(Stored items)

++++++++

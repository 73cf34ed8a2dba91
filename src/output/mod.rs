//! Rendering of calculation results.
//!
//! - [`terminal`] - plain and ANSI colored text
//! - [`html`] - HTML page fragments
//! - [`json`] - machine readable reports

mod html;
mod json;
mod terminal;

use colored::Colorize;

pub use html::{html_footer, html_header};
pub use json::{
    deaggregation_json, ipv4_network_json, ipv6_network_json, split_json, Ipv4Report, Ipv6Report,
    SubnetReport,
};
pub use terminal::{
    format_deaggregation, format_field, format_ipv4_network, format_ipv6_network,
    format_split_network,
};

/// How results are rendered.
#[derive(Debug, Copy, Clone, PartialEq, Eq)]
pub struct OutputFormat {
    pub use_color: bool,
    pub use_html: bool,
    pub use_binary: bool,
}

impl Default for OutputFormat {
    fn default() -> Self {
        OutputFormat {
            use_color: false,
            use_html: false,
            use_binary: true,
        }
    }
}

impl OutputFormat {
    pub fn line_break(&self) -> &'static str {
        if self.use_html {
            "<br>\n"
        } else {
            "\n"
        }
    }
}

/// What a piece of output shows; decides its color.
#[derive(Debug, Copy, Clone, PartialEq, Eq)]
pub enum Style {
    Address,
    Netmask,
    Binary,
    Class,
    Subnet,
    Error,
    Wildcard,
}

/// Wrap `text` in the color markup for `style`. HTML wins over ANSI.
pub fn paint(text: &str, style: Style, format: &OutputFormat) -> String {
    if format.use_html {
        html::font(text, style)
    } else if format.use_color {
        match style {
            Style::Address => text.blue(),
            Style::Netmask | Style::Error => text.red(),
            Style::Binary => text.yellow(),
            Style::Class => text.magenta(),
            Style::Subnet => text.green(),
            Style::Wildcard => text.cyan(),
        }
        .to_string()
    } else {
        text.to_string()
    }
}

++++++++

EXERCISE BRIEF:
Please write the data above out again, exactly the same.

RESULT OF THE TASK:
repository 73cf34ed8a2dba91
filename src/output/mod.rs
//! Rendering of calculation results.
//!
//! - [`terminal`] - plain and ANSI colored text
//! - [`html`] - HTML page fragments
//! - [`json`] - machine readable reports

mod html;
mod json;
mod terminal;

use colored::Colorize;

pub use html::{html_footer, html_header};
pub use json::{
    deaggregation_json, ipv4_network_json, ipv6_network_json, split_json, Ipv4Report, Ipv6Report,
    SubnetReport,
};
pub use terminal::{
    format_deaggregation, format_field, format_ipv4_network, format_ipv6_network,
    format_split_network,
};

/// How results are rendered.
#[derive(Debug, Copy, Clone, PartialEq, Eq)]
pub struct OutputFormat {
    pub use_color: bool,
    pub use_html: bool,
    pub use_binary: bool,
}

impl Default for OutputFormat {
    fn default() -> Self {
        OutputFormat {
            use_color: false,
            use_html: false,
            use_binary: true,
        }
    }
}

impl OutputFormat {
    pub fn line_break(&self) -> &'static str {
        if self.use_html {
            "<br>\n"
        } else {
            "\n"
        }
    }
}

/// What a piece of output shows; decides its color.
#[derive(Debug, Copy, Clone, PartialEq, Eq)]
pub enum Style {
    Address,
    Netmask,
    Binary,
    Class,
    Subnet,
    Error,
    Wildcard,
}

/// Wrap `text` in the color markup for `style`. HTML wins over ANSI.
pub fn paint(text: &str, style: Style, format: &OutputFormat) -> String {
    if format.use_html {
        html::font(text, style)
    } else if format.use_color {
        match style {
            Style::Address => text.blue(),
            Style::Netmask | Style::Error => text.red(),
            Style::Binary => text.yellow(),
            Style::Class => text.magenta(),
            Style::Subnet => text.green(),
            Style::Wildcard => text.cyan(),
        }
        .to_string()
    } else {
        text.to_string()
    }
}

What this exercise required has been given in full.